Frankreich leitet Verfahren gegen rechtsextreme Gruppe ein

In Frankreich ist ein Verbotsverfahren gegen die bekannteste Organisation der rechtsextremen Identitären eingeleitet worden. Der Prozess zur „Auflösung“ der Gruppierung Génération identitaire sei in Gang gesetzt worden, twitterte Innenminister Gérald Darmanin am Samstagabend. Darmanin hatte Ende Jänner eine Auflösung der Génération identitaire ins Spiel gebracht, nachdem rund 30 Mitglieder der Gruppe mit einer neuen, flüchtlingsfeindlichen Aktion für Empörung gesorgt hatten.

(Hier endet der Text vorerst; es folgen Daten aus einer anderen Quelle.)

//! Stack Widget: a flex container that owns focus among its children.
//!
//! Children are laid out with [`Flex`] along one axis. Tab and Shift+Tab
//! (`ESC [ Z`) move focus between interactive children; other events go to
//! the focused child only.

use super::traits::Widget;
use crate::buffer::Buffer;
use crate::input::{Event, KeyCode};
use crate::layout::{Direction, Flex, FlexChild, Rect, Size};

/// A flex container with keyboard focus cycling.
pub struct Stack {
    flex: Flex,
    children: Vec<(FlexChild, Box<dyn Widget>)>,
    focus: Option<usize>,
    cycle: bool,
}

impl Stack {
    /// An empty stack along `direction`.
    pub fn new(direction: Direction) -> Self {
        Self {
            flex: Flex::new(direction),
            children: Vec::new(),
            focus: None,
            cycle: true,
        }
    }

    /// An empty top-to-bottom stack.
    pub fn vertical() -> Self {
        Self::new(Direction::Vertical)
    }

    /// An empty left-to-right stack.
    pub fn horizontal() -> Self {
        Self::new(Direction::Horizontal)
    }

    /// Set the gap between children.
    #[must_use]
    pub const fn with_gap(mut self, gap: u16) -> Self {
        self.flex.gap = gap;
        self
    }

    /// Whether focus wraps from the last child to the first. A nested
    /// stack should not wrap, so Tab past its end moves on in the parent.
    #[must_use]
    pub const fn with_focus_cycle(mut self, cycle: bool) -> Self {
        self.cycle = cycle;
        self
    }

    /// Append a child sized by `rule`.
    #[must_use]
    pub fn with(mut self, rule: FlexChild, child: impl Widget + 'static) -> Self {
        self.push(rule, Box::new(child));
        self
    }

    /// Append a child sized by `rule`. The first interactive child gets
    /// focus.
    pub fn push(&mut self, rule: FlexChild, mut child: Box<dyn Widget>) {
        if self.focus.is_none() && child.is_interactive() {
            child.set_focused(true);
            self.focus = Some(self.children.len());
        } else {
            child.set_focused(false);
        }
        self.children.push((rule, child));
    }

    /// Number of children.
    pub fn len(&self) -> usize {
        self.children.len()
    }

    /// Whether the stack has no children.
    pub fn is_empty(&self) -> bool {
        self.children.is_empty()
    }

    /// Index of the focused child.
    pub const fn focused_index(&self) -> Option<usize> {
        self.focus
    }

    /// Mutable access to a child.
    pub fn child_mut(&mut self, index: usize) -> Option<&mut (dyn Widget + 'static)> {
        self.children.get_mut(index).map(|(_, c)| c.as_mut())
    }

    /// Rectangles the children occupy inside `area`.
    pub fn layout(&self, area: Rect) -> Vec<Rect> {
        let rules: Vec<FlexChild> = self.children.iter().map(|(rule, _)| *rule).collect();
        self.flex.layout(area, &rules)
    }

    /// Move focus to the next interactive child. Returns `false` if focus
    /// would have to wrap and wrapping is off; focus is then released.
    pub fn focus_next(&mut self) -> bool {
        let start = self.focus.map_or(0, |i| i + 1);
        let order: Vec<usize> = (start..self.children.len())
            .chain(if self.cycle { 0..start } else { 0..0 })
            .collect();
        self.move_focus(&order)
    }

    /// Move focus to the previous interactive child. Returns `false` if
    /// focus would have to wrap and wrapping is off.
    pub fn focus_prev(&mut self) -> bool {
        let len = self.children.len();
        let start = self.focus.unwrap_or(len);
        let order: Vec<usize> = (0..start)
            .rev()
            .chain(if self.cycle { (start..len).rev() } else { (0..0).rev() })
            .collect();
        self.move_focus(&order)
    }

    fn move_focus(&mut self, order: &[usize]) -> bool {
        let next = order
            .iter()
            .copied()
            .find(|&i| self.children[i].1.is_interactive());
        if let Some(current) = self.focus {
            self.children[current].1.set_focused(false);
        }
        self.focus = next;
        match next {
            Some(i) => {
                self.children[i].1.set_focused(true);
                true
            }
            None => false,
        }
    }
}

impl Widget for Stack {
    fn render(&self, buffer: &mut Buffer, area: Rect) {
        for ((_, child), rect) in self.children.iter().zip(self.layout(area)) {
            if !rect.is_empty() {
                child.render(buffer, rect);
            }
        }
    }

    fn handle_event(&mut self, event: &Event) -> bool {
        if let Some(i) = self.focus {
            if self.children[i].1.handle_event(event) {
                return true;
            }
        }
        match event.as_key() {
            Some(key) if key.code == KeyCode::Tab => {
                if key.is_shift() {
                    self.focus_prev()
                } else {
                    self.focus_next()
                }
            }
            _ => false,
        }
    }

    fn preferred_size(&self) -> Size {
        let mut main = 0u32;
        let mut cross = 0u16;
        for (rule, child) in &self.children {
            let size = child.preferred_size();
            let (along, across) = match self.flex.direction {
                Direction::Horizontal => (size.width, size.height),
                Direction::Vertical => (size.height, size.width),
            };
            main += u32::from(if rule.fixed > 0 { rule.fixed } else { along });
            cross = cross.max(across);
        }
        let gaps = u32::from(self.flex.gap) * (self.children.len().saturating_sub(1) as u32);
        let main = u16::try_from(main + gaps).unwrap_or(u16::MAX);
        match self.flex.direction {
            Direction::Horizontal => Size::new(main, cross),
            Direction::Vertical => Size::new(cross, main),
        }
    }

    fn is_focused(&self) -> bool {
        self.focus.is_some()
    }

    fn set_focused(&mut self, focused: bool) {
        if focused {
            if self.focus.is_none() {
                self.focus_next();
            }
        } else if let Some(i) = self.focus.take() {
            self.children[i].1.set_focused(false);
        }
    }

    fn is_interactive(&self) -> bool {
        self.children.iter().any(|(_, c)| c.is_interactive())
    }
}

impl std::fmt::Debug for Stack {
    fn fmt(&self, f: &mut std::fmt::Formatter<'_>) -> std::fmt::Result {
        f.debug_struct("Stack")
            .field("flex", &self.flex)
            .field("children", &self.children.len())
            .field("focus", &self.focus)
            .finish()
    }
}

Die Rechtsextremen hatten sich am 19. Jänner an einem Gebirgspass zu Spanien in den Pyrenäen versammelt, um dort Flüchtlinge mit Hilfe einer Drohne vom Grenzübertritt abzuhalten. Die Aktion stand unter dem Motto „Défend Europe“ (Europa verteidigen). Die zuständige Staatsanwaltschaft leitete daraufhin vorläufige Ermittlungen wegen „öffentlichen Aufrufs zum Rassenhass“ ein. Sie begründete dies mit Hass-Parolen gegen Flüchtlinge auf Bannern.

Ähnliche Aktionen wie an der Grenze zu Spanien hatte es in den vergangenen Jahren bereits in den Alpen gegeben. Dafür waren die Gruppe Génération identitaire und drei ihrer Mitglieder 2018 zunächst gerichtlich verurteilt worden, im Berufungsverfahren wurden sie im Dezember jedoch freigesprochen.

Gegen ein Verbot der Génération identitaire sprach sich Ende Jänner die Chefin der rechtspopulistischen Partei Rassemblement National (Nationale Sammlungsbewegung), Marine Le Pen, aus. Sie verwies auf die Meinungsfreiheit. Die identitäre Bewegung mit Hauptsitz in Lyon war Anfang der 2000er-Jahre in Frankreich entstanden.